YOUR INSTRUCTIONS:
Your response should reproduce every line of the entries that contains the word "FileUploadIn".
=== SUPPLIED DATA ===
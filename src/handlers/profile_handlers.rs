use actix_web::{get, put, web, HttpResponse};

use crate::dtos::profile_dtos::{ProfileOut, UpdateProfileIn};
use crate::dtos::ApiResponse;
use crate::error::ApiError;
use crate::middleware::auth_extractor::AuthenticatedUser;
use crate::models::user::ProfileUpdate;
use crate::AppState;

/// GET /api/profile
#[get("/profile")]
pub async fn get_profile(
    state: web::Data<AppState>,
    user: AuthenticatedUser,
) -> Result<HttpResponse, ApiError> {
    let profile = state.profile.get(user.user_id).await?;
    Ok(HttpResponse::Ok().json(ApiResponse::ok(
        "Profile retrieved",
        ProfileOut::from(profile),
    )))
}

/// PUT /api/profile
/// Name, branch and year only; the picture has its own endpoints.
#[put("/profile")]
pub async fn update_profile(
    state: web::Data<AppState>,
    user: AuthenticatedUser,
    body: web::Json<UpdateProfileIn>,
) -> Result<HttpResponse, ApiError> {
    let body = body.into_inner();
    let updated = state
        .profile
        .update(
            user.user_id,
            ProfileUpdate {
                name: body.name.trim().to_string(),
                branch: body.branch.trim().to_string(),
                year: body.year,
            },
        )
        .await?;
    Ok(HttpResponse::Ok().json(ApiResponse::ok(
        "Profile updated",
        ProfileOut::from(updated),
    )))
}
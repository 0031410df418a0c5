use std::collections::HashMap;
use std::sync::Arc;

use log::debug;
use tokio::sync::Mutex;
use uuid::Uuid;

use crate::dtos::like_dtos::LikeOut;
use crate::error::ApiError;
use crate::repositories::LikeStore;

/// Like toggling over the canonical `likes` table.
///
/// A toggle is check-then-act against the store, so two toggles for the
/// same (post, user) pair must not interleave: the service keeps one async
/// gate per in-flight pair and the second caller waits instead of racing
/// the existence check. Different pairs never wait on each other.
pub struct LikeService {
    likes: Arc<dyn LikeStore>,
    pending: Mutex<HashMap<(Uuid, Uuid), Arc<Mutex<()>>>>,
}

impl LikeService {
    pub fn new(likes: Arc<dyn LikeStore>) -> Self {
        LikeService {
            likes,
            pending: Mutex::new(HashMap::new()),
        }
    }

    /// Flips the caller's like on a post and reports the new state plus the
    /// fresh count read back from the store.
    pub async fn toggle(&self, post_id: Uuid, user_id: Uuid) -> Result<LikeOut, ApiError> {
        let gate = self.gate(post_id, user_id).await;
        let guard = gate.lock().await;

        let outcome = self.toggle_locked(post_id, user_id).await;

        // The gate itself opens when `guard` drops, success or failure; this
        // only prunes the registry entry once no other caller holds it.
        drop(guard);
        self.prune(post_id, user_id, &gate).await;
        outcome
    }

    pub async fn count(&self, post_id: Uuid) -> Result<usize, ApiError> {
        Ok(self.likes.list_for_post(post_id).await?.len())
    }

    pub async fn has_liked(&self, post_id: Uuid, user_id: Uuid) -> Result<bool, ApiError> {
        Ok(self.likes.find(post_id, user_id).await?.is_some())
    }

    async fn toggle_locked(&self, post_id: Uuid, user_id: Uuid) -> Result<LikeOut, ApiError> {
        let existing = self.likes.find(post_id, user_id).await?;
        let liked = if existing.is_some() {
            let removed = self.likes.delete(post_id, user_id).await?;
            if !removed {
                debug!("like {}/{} was already gone", post_id, user_id);
            }
            false
        } else {
            let inserted = self.likes.insert(post_id, user_id).await?;
            if !inserted {
                debug!("like {}/{} already recorded elsewhere", post_id, user_id);
            }
            true
        };
        let like_count = self.likes.list_for_post(post_id).await?.len();
        Ok(LikeOut { liked, like_count })
    }

    async fn gate(&self, post_id: Uuid, user_id: Uuid) -> Arc<Mutex<()>> {
        let mut pending = self.pending.lock().await;
        pending.entry((post_id, user_id)).or_default().clone()
    }

    async fn prune(&self, post_id: Uuid, user_id: Uuid, gate: &Arc<Mutex<()>>) {
        let mut pending = self.pending.lock().await;
        // Two strong refs mean the registry and this caller only; anything
        // more and someone is still waiting on the gate.
        if Arc::strong_count(gate) <= 2 {
            pending.remove(&(post_id, user_id));
        }
    }
}
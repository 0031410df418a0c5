use std::env;

use anyhow::{Context, Result};
use regex::Regex;

/// Unsigned-upload credentials for the image CDN. Optional: without them
/// the picture upload endpoint reports the hosting as unavailable.
#[derive(Clone)]
pub struct CloudinaryConfig {
    pub cloud_name: String,
    pub upload_preset: String,
}

#[derive(Clone)]
pub struct AppConfig {
    pub supabase_url: String,
    pub supabase_anon_key: String,
    pub supabase_service_role_key: String,
    /// Symmetric secret the auth provider signs access tokens with.
    pub supabase_jwt_secret: String,
    pub storage_bucket: String,
    pub cloudinary: Option<CloudinaryConfig>,
    /// Extra signup restriction on top of plain email syntax, e.g.
    /// `^[0-9]{3}g[0-9]a[0-9]{4}@srit\.ac\.in$`. Unset means any address.
    pub campus_email_pattern: Option<Regex>,
    pub allowed_origins: String,
    pub port: u16,
}

impl AppConfig {
    pub fn from_env() -> Result<AppConfig> {
        let supabase_url = env::var("SUPABASE_URL")
            .context("SUPABASE_URL not set")?
            .trim()
            .trim_end_matches('/')
            .to_string();
        let supabase_anon_key = env::var("SUPABASE_ANON_KEY")
            .context("SUPABASE_ANON_KEY not set")?
            .trim()
            .to_string();
        let supabase_service_role_key = env::var("SUPABASE_SERVICE_ROLE_KEY")
            .context("SUPABASE_SERVICE_ROLE_KEY not set")?
            .trim()
            .to_string();
        let supabase_jwt_secret = env::var("SUPABASE_JWT_SECRET")
            .context("SUPABASE_JWT_SECRET not set")?
            .trim()
            .to_string();

        let storage_bucket =
            env::var("STORAGE_BUCKET").unwrap_or_else(|_| "documents".to_string());

        let cloudinary = match (
            env::var("CLOUDINARY_CLOUD_NAME"),
            env::var("CLOUDINARY_UPLOAD_PRESET"),
        ) {
            (Ok(cloud_name), Ok(upload_preset)) => Some(CloudinaryConfig {
                cloud_name: cloud_name.trim().to_string(),
                upload_preset: upload_preset.trim().to_string(),
            }),
            _ => None,
        };

        let campus_email_pattern = match env::var("CAMPUS_EMAIL_PATTERN") {
            Ok(raw) => Some(
                Regex::new(raw.trim()).context("CAMPUS_EMAIL_PATTERN is not a valid regex")?,
            ),
            Err(_) => None,
        };

        let allowed_origins = env::var("ALLOWED_ORIGINS")
            .unwrap_or_else(|_| "http://localhost:3000,http://127.0.0.1:3000".to_string());

        let port = env::var("PORT")
            .unwrap_or_else(|_| "8080".to_string())
            .parse::<u16>()
            .context("PORT must be a number")?;

        Ok(AppConfig {
            supabase_url,
            supabase_anon_key,
            supabase_service_role_key,
            supabase_jwt_secret,
            storage_bucket,
            cloudinary,
            campus_email_pattern,
            allowed_origins,
            port,
        })
    }
}
use chrono::{DateTime, Utc};
use serde::{Deserialize, Serialize};
use uuid::Uuid;

use crate::dtos::decode_base64_payload;
use crate::models::post::Post;

#[derive(Debug, Deserialize)]
pub struct CreatePostIn {
    pub title: String,
    #[serde(default)]
    pub description: String,
    /// Optional attachment, sent inline as base64.
    pub file: Option<FileUploadIn>,
}

#[derive(Debug, Deserialize)]
pub struct FileUploadIn {
    pub file_name: String,
    pub content_type: String,
    /// Base64 payload, with or without a `data:` prefix.
    pub data: String,
}

impl FileUploadIn {
    pub fn bytes(&self) -> Result<Vec<u8>, base64::DecodeError> {
        decode_base64_payload(&self.data)
    }
}

#[derive(Debug, Serialize)]
pub struct PostOut {
    pub id: Uuid,
    pub title: String,
    pub description: String,
    pub user_id: Option<Uuid>,
    pub file_url: Option<String>,
    pub file_type: Option<String>,
    pub created_at: Option<DateTime<Utc>>,
}

impl From<Post> for PostOut {
    fn from(post: Post) -> Self {
        PostOut {
            id: post.id,
            title: post.title,
            description: post.description,
            user_id: post.user_id,
            file_url: post.file_url,
            file_type: post.file_type,
            created_at: post.created_at,
        }
    }
}
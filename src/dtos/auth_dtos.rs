use serde::{Deserialize, Serialize};
use uuid::Uuid;

use crate::dtos::profile_dtos::ProfileOut;

#[derive(Deserialize)]
pub struct SignupIn {
    pub email: String,
    pub password: String,
    pub name: String,
    pub branch: String,
    pub year: i32,
}

#[derive(Deserialize)]
pub struct LoginIn {
    pub email: String,
    pub password: String,
}

#[derive(Deserialize)]
pub struct ChangePasswordIn {
    pub current_password: String,
    pub new_password: String,
}

/// Account deletion asks for the password again before anything is removed.
#[derive(Deserialize)]
pub struct ConfirmPasswordIn {
    pub password: String,
}

#[derive(Serialize)]
pub struct SessionOut {
    pub access_token: String,
    pub refresh_token: Option<String>,
    pub expires_in: Option<i64>,
    pub token_type: Option<String>,
}

#[derive(Serialize)]
pub struct SignupOut {
    pub user_id: Uuid,
}

#[derive(Serialize)]
pub struct LoginOut {
    pub session: SessionOut,
    /// `None` when the auth user exists but the profile row is missing.
    pub profile: Option<ProfileOut>,
}
use serde::{Deserialize, Serialize};

use crate::dtos::decode_base64_payload;

#[derive(Deserialize)]
pub struct UploadProfilePictureRequest {
    /// Base64 encoded image, with or without a `data:` prefix.
    pub image_data: String,
    pub file_name: String,
    pub content_type: String,
}

impl UploadProfilePictureRequest {
    pub fn bytes(&self) -> Result<Vec<u8>, base64::DecodeError> {
        decode_base64_payload(&self.image_data)
    }
}

#[derive(Serialize)]
pub struct ProfilePictureResponse {
    pub profile_picture_url: String,
}
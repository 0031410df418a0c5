use chrono::{DateTime, Utc};
use serde::{Deserialize, Serialize};
use uuid::Uuid;

/// Branch codes offered in signup and feed filters. Stored as-is, matched
/// case-sensitively.
pub const KNOWN_BRANCHES: &[&str] = &["CSE", "ECE", "EEE", "CSM", "CSD", "MECH", "CIVIL"];

/// Study years offered in signup and feed filters.
pub const MIN_YEAR: i32 = 1;
pub const MAX_YEAR: i32 = 4;

/// Row shape of the `users` table. Passwords never land here, the auth
/// provider owns them; this is only the display profile keyed by the auth
/// user id.
#[derive(Debug, Clone, Deserialize)]
pub struct User {
    pub id: Uuid,
    #[serde(default)]
    pub email: String,
    #[serde(default)]
    pub name: String,
    #[serde(default)]
    pub branch: Option<String>,
    #[serde(default)]
    pub year: Option<i32>,
    #[serde(default)]
    pub profile_pic: Option<String>,
    #[serde(default)]
    pub created_at: Option<DateTime<Utc>>,
}

/// Upsert payload for the `users` row created at signup. `id` is the auth
/// user id so the profile row and the credential share a key.
#[derive(Debug, Clone, Serialize)]
pub struct NewUser {
    pub id: Uuid,
    pub email: String,
    pub name: String,
    pub branch: String,
    pub year: i32,
}

impl NewUser {
    pub fn validate(&self) -> Result<(), String> {
        if self.name.trim().is_empty() {
            return Err("name must not be empty".to_string());
        }
        if self.branch.trim().is_empty() {
            return Err("branch must not be empty".to_string());
        }
        if self.year < MIN_YEAR || self.year > MAX_YEAR {
            return Err(format!(
                "year must be between {} and {}",
                MIN_YEAR, MAX_YEAR
            ));
        }
        Ok(())
    }
}

/// PATCH payload for a profile edit. The picture is managed by its own
/// endpoints and is deliberately not part of this struct.
#[derive(Debug, Clone, Serialize)]
pub struct ProfileUpdate {
    pub name: String,
    pub branch: String,
    pub year: i32,
}

impl ProfileUpdate {
    pub fn validate(&self) -> Result<(), String> {
        if self.name.trim().is_empty() {
            return Err("name must not be empty".to_string());
        }
        if self.branch.trim().is_empty() {
            return Err("branch must not be empty".to_string());
        }
        if self.year < MIN_YEAR || self.year > MAX_YEAR {
            return Err(format!(
                "year must be between {} and {}",
                MIN_YEAR, MAX_YEAR
            ));
        }
        Ok(())
    }
}

/// Claims carried by the auth provider's access tokens.
#[derive(Debug, Serialize, Deserialize)]
pub struct JwtClaims {
    /// subject / user id
    pub sub: String,
    pub aud: Option<String>,
    pub exp: Option<u64>,
    pub iat: Option<u64>,
    pub role: Option<String>,
    pub email: Option<String>,
}
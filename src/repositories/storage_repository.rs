use async_trait::async_trait;
use reqwest::header::{HeaderMap, HeaderValue, AUTHORIZATION, CONTENT_TYPE};
use reqwest::StatusCode;

use crate::repositories::{BlobStore, StoreError, StoreResult, Supabase};

/// Supabase Storage access for one bucket. Objects are uploaded private-key
/// side but read through the bucket's public URL, which is what gets stored
/// on the post row.
#[derive(Clone)]
pub struct StorageRepository {
    supabase: Supabase,
    bucket: String,
}

impl StorageRepository {
    pub fn new(supabase: Supabase, bucket: impl Into<String>) -> Self {
        StorageRepository {
            supabase,
            bucket: bucket.into(),
        }
    }

    fn headers(&self, content_type: &str) -> HeaderMap {
        let mut headers = HeaderMap::new();
        if let Ok(value) = HeaderValue::from_str(content_type) {
            headers.insert(CONTENT_TYPE, value);
        }
        if let Ok(value) = HeaderValue::from_str(self.supabase.service_role_key()) {
            headers.insert("apikey", value);
        }
        if let Ok(value) =
            HeaderValue::from_str(&format!("Bearer {}", self.supabase.service_role_key()))
        {
            headers.insert(AUTHORIZATION, value);
        }
        headers
    }
}

#[async_trait]
impl BlobStore for StorageRepository {
    async fn upload(&self, key: &str, content_type: &str, bytes: Vec<u8>) -> StoreResult<String> {
        let url = self.supabase.storage_object_url(&self.bucket, key);
        let resp = self
            .supabase
            .client()
            .post(&url)
            .headers(self.headers(content_type))
            .body(bytes)
            .send()
            .await?;
        Supabase::expect_success(resp).await?;
        Ok(self.supabase.storage_public_url(&self.bucket, key))
    }

    async fn delete(&self, key: &str) -> StoreResult<()> {
        let url = self.supabase.storage_object_url(&self.bucket, key);
        let resp = self
            .supabase
            .client()
            .delete(&url)
            .headers(self.headers("application/json"))
            .send()
            .await?;
        if resp.status() == StatusCode::NOT_FOUND {
            return Err(StoreError::NotFound);
        }
        Supabase::expect_success(resp).await?;
        Ok(())
    }
}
===
ANSWER FOR THE TASK:
    pub file: Option<FileUploadIn>,
pub struct FileUploadIn {
impl FileUploadIn {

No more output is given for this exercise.